I won’t lie to you. Not every mailbag is a winner. But sometimes, we don’t get a lot of submissions. And, you know, it’s not every week where someone’s ex-girlfriend gets murdered. But I try to do my best with what I’m given, and there are some moderately interesting topics raised this week, so please: read on. I just don’t want to oversell anything.
We start things off this week with a positively THRILLING discussion about grammar. This is an actual email exchange, and not my usual style of interrupting a single narrative.
Caveman,
I appreciate your grammar Nazism, as it’s sorely needed and probably not oft received among the core KSK readership. On that note, however, I wanted to amend your comment last week [actually, it was two weeks ago - Ed.] about how one should never use an apostrophe to pluralize. Using an apostrophe is actually the traditional correct way to pluralize acronyms (however, there is debate on this topic). For example, the correct plural of ATM is ATM’s.
That’s all. No fantasy or sex questions for now.
Disagree. ATMs is smoother, cleaner and impossible to confuse as the possessive. “This ATM’s screen is cracked.”
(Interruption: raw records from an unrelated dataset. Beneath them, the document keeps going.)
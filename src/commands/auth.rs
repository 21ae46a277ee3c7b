use serde::Serialize;
use tauri::Emitter;

use crate::models::session::{AuthEvent, SessionInfo};
use crate::state::AppState;
use crate::storage::Store;

pub const AUTH_EVENT: &str = "auth-state-changed";

/// Payload of the auth event stream delivered to the webview.
#[derive(Debug, Clone, Serialize)]
pub struct AuthStatePayload {
    pub event: AuthEvent,
    pub email: Option<String>,
}

#[tauri::command]
pub async fn sign_in(
    state: tauri::State<'_, AppState>,
    app: tauri::AppHandle,
    email: String,
    password: String,
) -> Result<SessionInfo, String> {
    let info = sign_in_internal(&state.store, &email, &password).await?;
    emit_auth_event(&app, AuthEvent::SignedIn, Some(info.email.clone()));
    Ok(info)
}

#[tauri::command]
pub async fn sign_up(
    state: tauri::State<'_, AppState>,
    app: tauri::AppHandle,
    email: String,
    password: String,
) -> Result<SessionInfo, String> {
    let info = sign_up_internal(&state.store, &email, &password).await?;
    emit_auth_event(&app, AuthEvent::SignedIn, Some(info.email.clone()));
    Ok(info)
}

#[tauri::command]
pub async fn sign_out(
    state: tauri::State<'_, AppState>,
    app: tauri::AppHandle,
) -> Result<(), String> {
    sign_out_internal(&state.store).await?;
    emit_auth_event(&app, AuthEvent::SignedOut, None);
    Ok(())
}

#[tauri::command]
pub async fn current_session(
    state: tauri::State<'_, AppState>,
) -> Result<Option<SessionInfo>, String> {
    Ok(current_session_internal(&state.store))
}

/// Demo mode accepts any credentials and fabricates a local identity, the
/// way the original portal behaves without a configured project.
pub async fn sign_in_internal(
    store: &Store,
    email: &str,
    password: &str,
) -> Result<SessionInfo, String> {
    match store {
        Store::Supabase(client) => {
            let session = client
                .sign_in(email, password)
                .await
                .map_err(|e| format!("Sign-in failed: {e}"))?;
            Ok(SessionInfo::from(&session))
        }
        Store::Memory(memory) => {
            let _ = password;
            Ok(SessionInfo::from(&memory.sign_in(email)))
        }
    }
}

pub async fn sign_up_internal(
    store: &Store,
    email: &str,
    password: &str,
) -> Result<SessionInfo, String> {
    match store {
        Store::Supabase(client) => {
            let session = client
                .sign_up(email, password)
                .await
                .map_err(|e| format!("Sign-up failed: {e}"))?;
            Ok(SessionInfo::from(&session))
        }
        Store::Memory(memory) => {
            let _ = password;
            Ok(SessionInfo::from(&memory.sign_in(email)))
        }
    }
}

pub async fn sign_out_internal(store: &Store) -> Result<(), String> {
    match store {
        Store::Supabase(client) => client
            .sign_out()
            .await
            .map_err(|e| format!("Sign-out failed: {e}")),
        Store::Memory(memory) => {
            memory.sign_out();
            Ok(())
        }
    }
}

pub fn current_session_internal(store: &Store) -> Option<SessionInfo> {
    match store {
        Store::Supabase(client) => client.current_session().map(|s| SessionInfo::from(&s)),
        Store::Memory(memory) => memory.current_session().map(|s| SessionInfo::from(&s)),
    }
}

fn emit_auth_event(app: &tauri::AppHandle, event: AuthEvent, email: Option<String>) {
    if let Err(err) = app.emit(AUTH_EVENT, AuthStatePayload { event, email }) {
        log::warn!("failed to emit auth event: {err}");
    }
}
The one true exception — which, in fairness, I didn’t mention in the previous mailbag — is individual letters. “How many S’s are in ‘Mississippi’?”
Well I’m not gonna get into a slappy bitch-fight over this, but I’m just telling you that the style guides I’ve been required to use in school and now professionally (I’m a lawyer, insert offensive remark here, though as a Vikings fan it’s very difficult to hurt me) all mandate apostrophes when pluralizing acronyms. That wikipedia article I linked to says one can go both ways.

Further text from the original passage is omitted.